====== Data listing ======

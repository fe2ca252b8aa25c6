//! Per-device override blocks and resolved connection settings.

use std::{path::PathBuf, time::Duration};

use serde::{Deserialize, Serialize};
use validator::Validate;

use super::{features::FeatureSet, Config};

/// Configuration of one device. Every field except `host` is an override;
/// `None` means the global value applies.
#[derive(Debug, Clone, Default, PartialEq, Serialize, Deserialize, Validate)]
pub struct DeviceConfig {
    /// Address or name used to reach the device; unique across the config.
    #[validate(length(min = 1, message = "Device host must not be empty"))]
    pub host: String,

    #[serde(default, skip_serializing_if = "Option::is_none")]
    pub username: Option<String>,

    #[serde(default, skip_serializing)]
    pub password: Option<String>,

    #[serde(default, skip_serializing_if = "Option::is_none")]
    pub key_file: Option<PathBuf>,

    #[serde(default, skip_serializing_if = "Option::is_none")]
    pub legacy_ciphers: Option<bool>,

    #[serde(default, skip_serializing_if = "Option::is_none")]
    #[validate(range(min = 1, message = "Timeout must be at least 1 second"))]
    pub timeout: Option<u64>,

    #[serde(default, skip_serializing_if = "Option::is_none")]
    #[validate(range(min = 1, message = "Batch size must be at least 1"))]
    pub batch_size: Option<usize>,

    #[serde(default, skip_serializing_if = "Option::is_none")]
    pub features: Option<FeatureSet>,
}

impl DeviceConfig {
    /// A device entry with no overrides.
    pub fn new(host: impl Into<String>) -> Self {
        DeviceConfig {
            host: host.into(),
            ..DeviceConfig::default()
        }
    }
}

/// Connection parameters of one device after applying its overrides.
///
/// This is what a transport factory needs to open a session; the core never
/// opens sessions itself.
#[derive(Debug, Clone, PartialEq)]
pub struct ConnectionSettings {
    pub host: String,
    pub username: String,
    pub password: Option<String>,
    pub key_file: Option<PathBuf>,
    pub legacy_ciphers: bool,
    pub timeout: Duration,
    pub batch_size: usize,
}

impl Config {
    /// Resolves connection parameters for `host`, field by field. Unknown
    /// hosts get the global values.
    pub fn connection_settings(&self, host: &str) -> ConnectionSettings {
        let device = self.find_device(host);

        ConnectionSettings {
            host: host.to_string(),
            username: device
                .and_then(|d| d.username.clone())
                .unwrap_or_else(|| self.username.clone()),
            password: device
                .and_then(|d| d.password.clone())
                .or_else(|| self.password.clone()),
            key_file: device
                .and_then(|d| d.key_file.clone())
                .or_else(|| self.key_file.clone()),
            legacy_ciphers: device
                .and_then(|d| d.legacy_ciphers)
                .unwrap_or(self.legacy_ciphers),
            timeout: Duration::from_secs(device.and_then(|d| d.timeout).unwrap_or(self.timeout)),
            batch_size: device.and_then(|d| d.batch_size).unwrap_or(self.batch_size),
        }
    }
}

======

### What you should do
Please transcribe the lines from the one containing "let device = self.find_device(host);" through the last line of the records. Include both ends and nothing else.

### Result below
        let device = self.find_device(host);

        ConnectionSettings {
            host: host.to_string(),
            username: device
                .and_then(|d| d.username.clone())
                .unwrap_or_else(|| self.username.clone()),
            password: device
                .and_then(|d| d.password.clone())
                .or_else(|| self.password.clone()),
            key_file: device
                .and_then(|d| d.key_file.clone())
                .or_else(|| self.key_file.clone()),
            legacy_ciphers: device
                .and_then(|d| d.legacy_ciphers)
                .unwrap_or(self.legacy_ciphers),
            timeout: Duration::from_secs(device.and_then(|d| d.timeout).unwrap_or(self.timeout)),
            batch_size: device.and_then(|d| d.batch_size).unwrap_or(self.batch_size),
        }
    }
}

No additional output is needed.